Acquired from Galerie Boisserée, Cologne, circa 1960s/70s (label on reverse of frame).

This scene of a European dandy pouring wine in the company of a female companion is painted in a style very close to that of Rahim Deccani, an artist active probably at Golconda in the third quarter of the seventeenth century. The figures are very similar in type, pose and dress to those in two works by Rahim Deccani, both of which feature scenes of male and female figures in garden settings. One is a painting in the Chester Beatty Library, Dublin (66.1, see Haidar and Sardar 2015, cat.143, p.249; Haidar 2004, fig.8, p.181; Leach 1995, vol.II, p.952, Zebrowski 1983, no.176, p.204); the other is a painted casket in the Victoria and Albert Museum, London (851-1889, Haidar and Sardar 2015, cat.144, p.250; Haidar 2004, figs.5-7, pp.179-180; Zebrowski 1983, nos.169-174, pp.202-3, and the V&A website). Specifically, the two figures here are very close to the two figures on the right in the Dublin painting - the European man (or possibly woman in male costume, as suggested by Leach) pouring wine, and the lady under the tree at far right. Indeed, the female in the present painting is almost identical in composition to the lady under the tree in the Dublin painting, with her right arm entwined behind the branch of the tree while she turns to offer food to a creature, in this case a peacock and in the Dublin painting a deer. The fact that both of these actions by the female figure relate to Ragamala iconography may be intentional. The present figures are also related to two on the London casket: the seated Orpheus-like European playing the flute,(Haidar 2004, fig.7, p.180; Zebrowski 1983, fig.174, p.203), whose hair and details of costume are very close to the present example, and the female under the tree with a pair of cranes, on the opposite side of the casket (Haidar 2004, fig.5, p.179; Zebrowski 1983, fig.171, p.202). A further link is found in the similar way the artist has painted the hands of the figures in the present work and the Dublin painting, with very slender elongated fingers.


There is a certain air of gallantry about the man in the present work, who is in the process of doffing his hat while offering wine to his female companion, no doubt in an effort to tempt her away from her focus on the peacock. This is a variation on the scene in the Dublin painter, where the dandy is turned away from the lady under the tree and offers the wine to the seated prince, who is the focus of the composition.

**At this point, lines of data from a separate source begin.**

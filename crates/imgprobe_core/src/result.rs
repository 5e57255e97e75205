use crate::types::{Dimensions, FormatTag};
use serde::Serialize;

/// Outcome of one probe. Built once by the prober and never modified.
#[derive(Debug, Clone, Copy, PartialEq, Eq, Serialize)]
pub struct ProbeResult {
    width: u32,
    height: u32,
    file_size: u64,
    file_type: FormatTag,
    blank_header_len: u32,
    is_meta_image: bool,
}

impl ProbeResult {
    pub(crate) fn recognized(
        file_type: FormatTag,
        dimensions: Dimensions,
        file_size: u64,
        blank_header_len: u64,
    ) -> Self {
        Self {
            width: dimensions.width,
            height: dimensions.height,
            file_size,
            file_type,
            blank_header_len: blank_header_len as u32,
            is_meta_image: file_type.is_meta(),
        }
    }

    pub(crate) fn unknown(file_size: u64, blank_header_len: u64) -> Self {
        Self::recognized(
            FormatTag::Unknown,
            Dimensions::default(),
            file_size,
            blank_header_len,
        )
    }

    #[inline]
    pub fn width(&self) -> u32 {
        self.width
    }

    #[inline]
    pub fn height(&self) -> u32 {
        self.height
    }

    #[inline]
    pub fn dimensions(&self) -> Dimensions {
        Dimensions::new(self.width, self.height)
    }

    /// Total stream length in bytes.
    #[inline]
    pub fn file_size(&self) -> u64 {
        self.file_size
    }

    #[inline]
    pub fn file_type(&self) -> FormatTag {
        self.file_type
    }

    /// Zero bytes skipped before the signature.
    #[inline]
    pub fn blank_header_len(&self) -> u32 {
        self.blank_header_len
    }

    /// True for WMF and EMF, whose size is a logical bounding box.
    #[inline]
    pub fn is_meta_image(&self) -> bool {
        self.is_meta_image
    }

    #[inline]
    pub fn is_known(&self) -> bool {
        self.file_type != FormatTag::Unknown
    }
}
use crate::cursor::{ByteCursor, Endian};
use crate::error::{ProbeError, Result};
use crate::types::{Dimensions, FormatTag};
use std::io::{Read, Seek};

const INFO_HEADER_OFFSET: u64 = 0x0E;

/// OS/2 1.x `BITMAPCOREHEADER`, the only header with 16-bit dimensions.
const CORE_HEADER_SIZE: i32 = 12;

pub fn extract<R: Read + Seek>(cursor: &mut ByteCursor<R>) -> Result<Dimensions> {
    cursor.seek(INFO_HEADER_OFFSET)?;
    let info_size = cursor.read_i32(Endian::Little)?;

    let (width, height) = match info_size {
        s if s < CORE_HEADER_SIZE => {
            return Err(ProbeError::invalid(FormatTag::Bmp, "info header too small"));
        }
        CORE_HEADER_SIZE => (
            i32::from(cursor.read_i16(Endian::Little)?),
            i32::from(cursor.read_i16(Endian::Little)?),
        ),
        _ => (
            cursor.read_i32(Endian::Little)?,
            cursor.read_i32(Endian::Little)?,
        ),
    };

    if width < 0 {
        return Err(ProbeError::invalid(FormatTag::Bmp, "negative width"));
    }

    // negative height marks a top-down bitmap
    Ok(Dimensions::new(width as u32, height.unsigned_abs()))
}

There has been some debate as to whether Rahim Deccani was working in his native Deccan or in Kashmir or Iran, or in different places at different stages of his career. Another artist of Indian origin was also working in this idiosyncratic style at the end of the seventeenth century. Named Manohar (not to be confused with the earlier Mughal artist of the same name), he painted a small number of lacquer works (see Haidar 2004).